#### Task to carry out
Using "Library" as the search string, find the matching lines below and copy them.

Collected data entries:
════════════════
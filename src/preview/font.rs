//! Font providers for label text.
//!
//! Text is drawn through the [`FontProvider`] trait, which has two
//! implementations:
//!
//! - [`SystemFont`](super::ttf_font::SystemFont): a TrueType file from the
//!   host's font directories, rendered with anti-aliasing
//! - [`BuiltinFont`]: the Spleen bitmap font embedded in the binary
//!
//! [`FontSource::load`] prefers the system font and falls back to the
//! builtin one, so a missing font file never fails a render.

use std::path::PathBuf;

use image::{GrayImage, Luma};
use spleen_font::{FONT_6X12, FONT_12X24, PSF2Font};
use tracing::{debug, warn};

use super::ttf_font::SystemFont;
use crate::error::EtiquetaError;

/// A font that can measure and draw a single line of text.
pub trait FontProvider: Send + Sync {
    /// Human-readable font name, for logs.
    fn name(&self) -> &str;

    /// Width and height in pixels of `text` at a nominal pixel size.
    fn measure(&self, text: &str, px: f32) -> (u32, u32);

    /// Draw `text` in black with its top-left corner at `(x, y)`.
    /// Pixels falling outside the canvas are clipped.
    fn draw(
        &self,
        canvas: &mut GrayImage,
        x: i64,
        y: i64,
        text: &str,
        px: f32,
    ) -> Result<(), EtiquetaError>;
}

/// Darken a pixel by `coverage` (0.0 = untouched, 1.0 = black).
/// Overlapping draws never lighten a pixel.
pub(crate) fn blend_black(canvas: &mut GrayImage, x: i64, y: i64, coverage: f32) {
    if x < 0 || y < 0 || x >= canvas.width() as i64 || y >= canvas.height() as i64 {
        return;
    }
    let shade = (255.0 * (1.0 - coverage.clamp(0.0, 1.0))).round() as u8;
    let pixel = canvas.get_pixel_mut(x as u32, y as u32);
    if shade < pixel.0[0] {
        *pixel = Luma([shade]);
    }
}

// ============================================================================
// BUILTIN BITMAP FONT
// ============================================================================

/// Spleen face and cell size.
#[derive(Debug, Clone, Copy)]
struct Face {
    data: &'static [u8],
    width: u32,
    height: u32,
}

const SPLEEN_6X12: Face = Face {
    data: FONT_6X12,
    width: 6,
    height: 12,
};

const SPLEEN_12X24: Face = Face {
    data: FONT_12X24,
    width: 12,
    height: 24,
};

/// The Spleen bitmap font, embedded in the binary.
///
/// Requested sizes map to the 6×12 face up to 18px and to the 12×24 face
/// above, scaled by a whole factor with nearest neighbor.
#[derive(Debug, Clone)]
pub struct BuiltinFont {
    _private: (),
}

impl BuiltinFont {
    /// Check that the embedded faces parse.
    pub fn new() -> Result<Self, EtiquetaError> {
        for face in [SPLEEN_6X12, SPLEEN_12X24] {
            PSF2Font::new(face.data).map_err(|_| {
                EtiquetaError::Render(format!(
                    "embedded Spleen {}x{} font is unreadable",
                    face.width, face.height
                ))
            })?;
        }
        Ok(Self { _private: () })
    }

    fn face_and_scale(px: f32) -> (Face, u32) {
        let face = if px <= 18.0 { SPLEEN_6X12 } else { SPLEEN_12X24 };
        let scale = (px / face.height as f32).round().max(1.0) as u32;
        (face, scale)
    }
}

impl FontProvider for BuiltinFont {
    fn name(&self) -> &str {
        "spleen"
    }

    fn measure(&self, text: &str, px: f32) -> (u32, u32) {
        let (face, scale) = Self::face_and_scale(px);
        let chars = text.chars().count() as u32;
        (chars * face.width * scale, face.height * scale)
    }

    fn draw(
        &self,
        canvas: &mut GrayImage,
        x: i64,
        y: i64,
        text: &str,
        px: f32,
    ) -> Result<(), EtiquetaError> {
        let (face, scale) = Self::face_and_scale(px);
        let mut font = PSF2Font::new(face.data)
            .map_err(|_| EtiquetaError::Render("embedded Spleen font is unreadable".into()))?;

        let cell_w = (face.width * scale) as i64;
        let scale = scale as i64;
        let mut cursor_x = x;

        for ch in text.chars() {
            let utf8 = ch.to_string();
            if let Some(glyph) = font.glyph_for_utf8(utf8.as_bytes()) {
                for (row_y, row) in glyph.enumerate() {
                    for (col_x, on) in row.enumerate() {
                        if !on {
                            continue;
                        }
                        for sy in 0..scale {
                            for sx in 0..scale {
                                blend_black(
                                    canvas,
                                    cursor_x + col_x as i64 * scale + sx,
                                    y + row_y as i64 * scale + sy,
                                    1.0,
                                );
                            }
                        }
                    }
                }
            } else {
                draw_box(canvas, cursor_x, y, cell_w, face.height as i64 * scale);
            }
            cursor_x += cell_w;
        }

        Ok(())
    }
}

/// Box outline for characters missing from the font.
fn draw_box(canvas: &mut GrayImage, x: i64, y: i64, w: i64, h: i64) {
    for dx in 0..w {
        blend_black(canvas, x + dx, y, 1.0);
        blend_black(canvas, x + dx, y + h - 1, 1.0);
    }
    for dy in 0..h {
        blend_black(canvas, x, y + dy, 1.0);
        blend_black(canvas, x + w - 1, y + dy, 1.0);
    }
}

// ============================================================================
// FONT SELECTION
// ============================================================================

/// Where to look for the preferred system font.
#[derive(Debug, Clone)]
pub struct FontSource {
    /// File name (e.g. `arial.ttf`) or a path to a font file
    pub name: String,
    /// Directories searched recursively for `name`
    pub search_dirs: Vec<PathBuf>,
}

impl FontSource {
    /// Look for `name` in the usual OS font directories.
    pub fn system(name: impl Into<String>) -> Self {
        Self {
            name: name.into(),
            search_dirs: default_font_dirs(),
        }
    }

    /// # Load with Fallback
    ///
    /// Returns the system font if it can be found and parsed, otherwise
    /// the builtin bitmap font. Only an unreadable builtin font is an
    /// error.
    pub fn load(&self) -> Result<Box<dyn FontProvider>, EtiquetaError> {
        match SystemFont::find(&self.name, &self.search_dirs) {
            Ok(font) => {
                debug!(font = font.name(), "using system font");
                Ok(Box::new(font))
            }
            Err(e) => {
                warn!(font = %self.name, error = %e, "system font unavailable, using builtin");
                Ok(Box::new(BuiltinFont::new()?))
            }
        }
    }
}

/// Font directories for the current platform. Missing directories are
/// skipped during the search.
pub fn default_font_dirs() -> Vec<PathBuf> {
    let mut dirs = Vec::new();

    if cfg!(windows) {
        let windir = std::env::var("WINDIR").unwrap_or_else(|_| "C:\\Windows".to_string());
        dirs.push(PathBuf::from(windir).join("Fonts"));
    } else if cfg!(target_os = "macos") {
        dirs.push(PathBuf::from("/Library/Fonts"));
        dirs.push(PathBuf::from("/System/Library/Fonts"));
    } else {
        dirs.push(PathBuf::from("/usr/share/fonts"));
        dirs.push(PathBuf::from("/usr/local/share/fonts"));
    }

    if let Some(home) = std::env::var_os("HOME") {
        let home = PathBuf::from(home);
        dirs.push(home.join(".fonts"));
        dirs.push(home.join(".local/share/fonts"));
        dirs.push(home.join("Library/Fonts"));
    }

    dirs
}
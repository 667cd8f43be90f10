//! # Symbology Registry
//!
//! Maps a format name to a 1-D barcode encoding and to the ZPL command
//! prefix that prints the same symbology on the device.
//!
//! ## Supported Symbologies
//!
//! | Name | Data | ZPL |
//! |------|------|-----|
//! | CODE128 | printable ASCII, any length | `^BC` |
//! | CODE39 | `0-9 A-Z space - . $ / + %` | `^B3` |
//! | EAN13 | 12 digits (+ check digit) | `^BE` |
//! | EAN8 | 7 digits (+ check digit) | `^B8` |
//! | UPC_A | 11 digits (+ check digit) | `^BU` |
//! | ITF | even number of digits | `^B2` |
//!
//! ## Usage
//!
//! ```
//! use etiqueta::symbology::Symbology;
//!
//! let ean = Symbology::resolve("ean13")?;
//! let code = ean.validate("123456789012")?;
//! assert_eq!(ean.human_readable(&code), "1234567890128");
//! assert_eq!(ean.zpl_prefix(), "^BE");
//!
//! # Ok::<(), etiqueta::EtiquetaError>(())
//! ```

pub mod bars;

use std::fmt;

use crate::error::EtiquetaError;

/// Format names in selector order.
const SUPPORTED: &[&str] = &["CODE128", "CODE39", "EAN13", "EAN8", "UPC_A", "ITF"];

/// Characters accepted by Code 39 (after upper-casing).
const CODE39_CHARSET: &str = "0123456789ABCDEFGHIJKLMNOPQRSTUVWXYZ -.$/+%";

/// A 1-D barcode standard.
#[derive(Debug, Clone, Copy, PartialEq, Eq, Hash, Default)]
pub enum Symbology {
    #[default]
    Code128,
    Code39,
    Ean13,
    Ean8,
    UpcA,
    Itf,
}

impl Symbology {
    /// All symbologies, in the same order as [`Symbology::list_supported`].
    pub const ALL: [Symbology; 6] = [
        Symbology::Code128,
        Symbology::Code39,
        Symbology::Ean13,
        Symbology::Ean8,
        Symbology::UpcA,
        Symbology::Itf,
    ];

    /// Look up a symbology by format name (case-insensitive).
    ///
    /// `UPCA` is accepted as an alias of `UPC_A`.
    pub fn resolve(name: &str) -> Result<Self, EtiquetaError> {
        match name.trim().to_ascii_uppercase().as_str() {
            "CODE128" => Ok(Self::Code128),
            "CODE39" => Ok(Self::Code39),
            "EAN13" => Ok(Self::Ean13),
            "EAN8" => Ok(Self::Ean8),
            "UPC_A" | "UPCA" => Ok(Self::UpcA),
            "ITF" => Ok(Self::Itf),
            _ => Err(EtiquetaError::UnsupportedFormat(name.to_string())),
        }
    }

    /// Format names for populating selectors. The order is stable.
    pub fn list_supported() -> &'static [&'static str] {
        SUPPORTED
    }

    /// Canonical format name.
    pub fn name(self) -> &'static str {
        match self {
            Self::Code128 => "CODE128",
            Self::Code39 => "CODE39",
            Self::Ean13 => "EAN13",
            Self::Ean8 => "EAN8",
            Self::UpcA => "UPC_A",
            Self::Itf => "ITF",
        }
    }

    /// ZPL barcode command for this symbology.
    pub fn zpl_prefix(self) -> &'static str {
        match self {
            Self::Code128 => "^BC",
            Self::Code39 => "^B3",
            Self::Ean13 => "^BE",
            Self::Ean8 => "^B8",
            Self::UpcA => "^BU",
            Self::Itf => "^B2",
        }
    }

    /// Number of data digits for GS1 codes (check digit excluded).
    pub(crate) fn data_digits(self) -> Option<usize> {
        match self {
            Self::Ean13 => Some(12),
            Self::Ean8 => Some(7),
            Self::UpcA => Some(11),
            _ => None,
        }
    }

    /// # Validate a Payload
    ///
    /// Checks `code` against this symbology's length and charset rule and
    /// returns the normalized payload that the encoders consume.
    ///
    /// ## Normalization
    ///
    /// - CODE39 is upper-cased before the charset check
    /// - EAN13/EAN8/UPC_A drop a supplied check digit once it is verified
    ///
    /// ## Errors
    ///
    /// [`EtiquetaError::InvalidCodeValue`] naming the violated rule.
    pub fn validate(self, code: &str) -> Result<String, EtiquetaError> {
        let name = self.name();
        if code.is_empty() {
            return Err(EtiquetaError::invalid_code(name, "code value is empty"));
        }

        match self {
            Self::Code128 => {
                if let Some(bad) = code.chars().find(|c| !(' '..='~').contains(c)) {
                    return Err(EtiquetaError::invalid_code(
                        name,
                        format!("character {bad:?} is not printable ASCII"),
                    ));
                }
                Ok(code.to_string())
            }
            Self::Code39 => {
                let upper = code.to_ascii_uppercase();
                if let Some(bad) = upper.chars().find(|c| !CODE39_CHARSET.contains(*c)) {
                    return Err(EtiquetaError::invalid_code(
                        name,
                        format!("character {bad:?} is outside 0-9 A-Z space - . $ / + %"),
                    ));
                }
                Ok(upper)
            }
            Self::Itf => {
                require_digits(name, code)?;
                if code.len() % 2 != 0 {
                    return Err(EtiquetaError::invalid_code(
                        name,
                        format!("needs an even number of digits, got {}", code.len()),
                    ));
                }
                Ok(code.to_string())
            }
            Self::Ean13 | Self::Ean8 | Self::UpcA => {
                require_digits(name, code)?;
                let digits = self.data_digits().unwrap_or_default();
                if code.len() == digits {
                    return Ok(code.to_string());
                }
                if code.len() == digits + 1 {
                    let (data, check) = code.split_at(digits);
                    let expected = check_digit(data);
                    if check.as_bytes()[0] - b'0' != expected {
                        return Err(EtiquetaError::invalid_code(
                            name,
                            format!("check digit {check} does not match computed {expected}"),
                        ));
                    }
                    return Ok(data.to_string());
                }
                Err(EtiquetaError::invalid_code(
                    name,
                    format!(
                        "needs {} digits (or {} with check digit), got {}",
                        digits,
                        digits + 1,
                        code.len()
                    ),
                ))
            }
        }
    }

    /// Human-readable text printed under the bars for a normalized payload.
    ///
    /// GS1 codes show the complete number including the check digit.
    pub fn human_readable(self, normalized: &str) -> String {
        match self {
            Self::Ean13 | Self::Ean8 | Self::UpcA => {
                format!("{}{}", normalized, check_digit(normalized))
            }
            _ => normalized.to_string(),
        }
    }
}

impl fmt::Display for Symbology {
    fn fmt(&self, f: &mut fmt::Formatter<'_>) -> fmt::Result {
        f.write_str(self.name())
    }
}

fn require_digits(name: &'static str, code: &str) -> Result<(), EtiquetaError> {
    match code.chars().find(|c| !c.is_ascii_digit()) {
        Some(bad) => Err(EtiquetaError::invalid_code(
            name,
            format!("character {bad:?} is not a digit"),
        )),
        None => Ok(()),
    }
}

/// GS1 mod-10 check digit.
///
/// Weights alternate 3,1 starting from the rightmost data digit, which
/// makes the same routine valid for EAN-13, EAN-8 and UPC-A.
///
/// ```
/// use etiqueta::symbology::check_digit;
///
/// assert_eq!(check_digit("400638133393"), 1);
/// assert_eq!(check_digit("9638507"), 4);
/// ```
pub fn check_digit(data: &str) -> u8 {
    let sum: u32 = data
        .bytes()
        .rev()
        .enumerate()
        .map(|(i, b)| {
            let d = (b - b'0') as u32;
            if i % 2 == 0 { d * 3 } else { d }
        })
        .sum();
    ((10 - sum % 10) % 10) as u8
}
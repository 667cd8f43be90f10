//! # ZPL Format Commands
//!
//! This module implements the label-format commands used by the encoder.
//!
//! ## Command Structure
//!
//! ZPL is a plain-text language. Every command starts with the caret
//! (`^`) prefix followed by a two-letter mnemonic and comma-separated
//! parameters:
//!
//! ```text
//! ^XA                     start of label format
//! ^FO30,50                field origin (x, y in dots)
//! ^A0N,35,35              scalable font, normal orientation, height, width
//! ^FD12345.01^FS          field data, field separator
//! ^XZ                     end of label format
//! ```
//!
//! ## Field Data Escaping
//!
//! Field data runs until the next `^FS`, so a literal `^` or `~` in the
//! payload would be parsed as a command. Such data is written with
//! `^FH_` and every unsafe byte becomes `_XX` (hex).

// ============================================================================
// FORMAT DELIMITERS
// ============================================================================

/// # Start Format (^XA)
///
/// Opens a label format. Everything up to `^XZ` describes one label.
///
/// ## Example
///
/// ```
/// use etiqueta::protocol::commands;
///
/// assert_eq!(commands::start_format(), "^XA");
/// ```
#[inline]
pub fn start_format() -> String {
    "^XA".to_string()
}

/// # End Format (^XZ)
///
/// Closes the label format and prints one label.
#[inline]
pub fn end_format() -> String {
    "^XZ".to_string()
}

// ============================================================================
// PAGE SETUP
// ============================================================================

/// # Print Width (^PW)
///
/// Sets the printable width in dots.
#[inline]
pub fn print_width(dots: u16) -> String {
    format!("^PW{}", dots)
}

/// # Label Length (^LL)
///
/// Sets the label length in dots.
#[inline]
pub fn label_length(dots: u16) -> String {
    format!("^LL{}", dots)
}

/// # Change International Encoding to UTF-8 (^CI28)
///
/// Required before field data containing non-ASCII characters (accented
/// names, for instance).
#[inline]
pub fn utf8_encoding() -> String {
    "^CI28".to_string()
}

// ============================================================================
// FIELDS
// ============================================================================

/// # Field Origin (^FO)
///
/// Positions the upper-left corner of the next field, in dots from the
/// label's home position.
#[inline]
pub fn field_origin(x: u16, y: u16) -> String {
    format!("^FO{},{}", x, y)
}

/// # Scalable Font (^A0)
///
/// Selects font 0 in normal orientation with the given character height
/// and width in dots.
#[inline]
pub fn scalable_font(height: u16, width: u16) -> String {
    format!("^A0N,{},{}", height, width)
}

/// # Field Data (^FD ... ^FS)
///
/// Emits `data` as field data, followed by the field separator. Data that
/// could be misread as commands is hex-escaped behind `^FH_`.
///
/// ## Example
///
/// ```
/// use etiqueta::protocol::commands::field_data;
///
/// assert_eq!(field_data("12345.01"), "^FD12345.01^FS");
/// assert_eq!(field_data("A^B"), "^FH_^FDA_5EB^FS");
/// ```
pub fn field_data(data: &str) -> String {
    if needs_hex_escape(data) {
        format!("^FH_^FD{}^FS", hex_escape(data))
    } else {
        format!("^FD{}^FS", data)
    }
}

/// Whether field data contains a caret, tilde or control character.
pub fn needs_hex_escape(data: &str) -> bool {
    data.chars().any(|c| c == '^' || c == '~' || c.is_ascii_control())
}

/// Hex-escape command characters, the `_` indicator itself and control
/// characters. Other characters (including non-ASCII) pass through.
fn hex_escape(data: &str) -> String {
    let mut out = String::with_capacity(data.len() * 2);
    for c in data.chars() {
        if c == '^' || c == '~' || c == '_' || c.is_ascii_control() {
            out.push_str(&format!("_{:02X}", c as u32));
        } else {
            out.push(c);
        }
    }
    out
}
════════════════
#### Result for this task
        dirs.push(PathBuf::from("/Library/Fonts"));
        dirs.push(PathBuf::from("/System/Library/Fonts"));
        dirs.push(home.join("Library/Fonts"));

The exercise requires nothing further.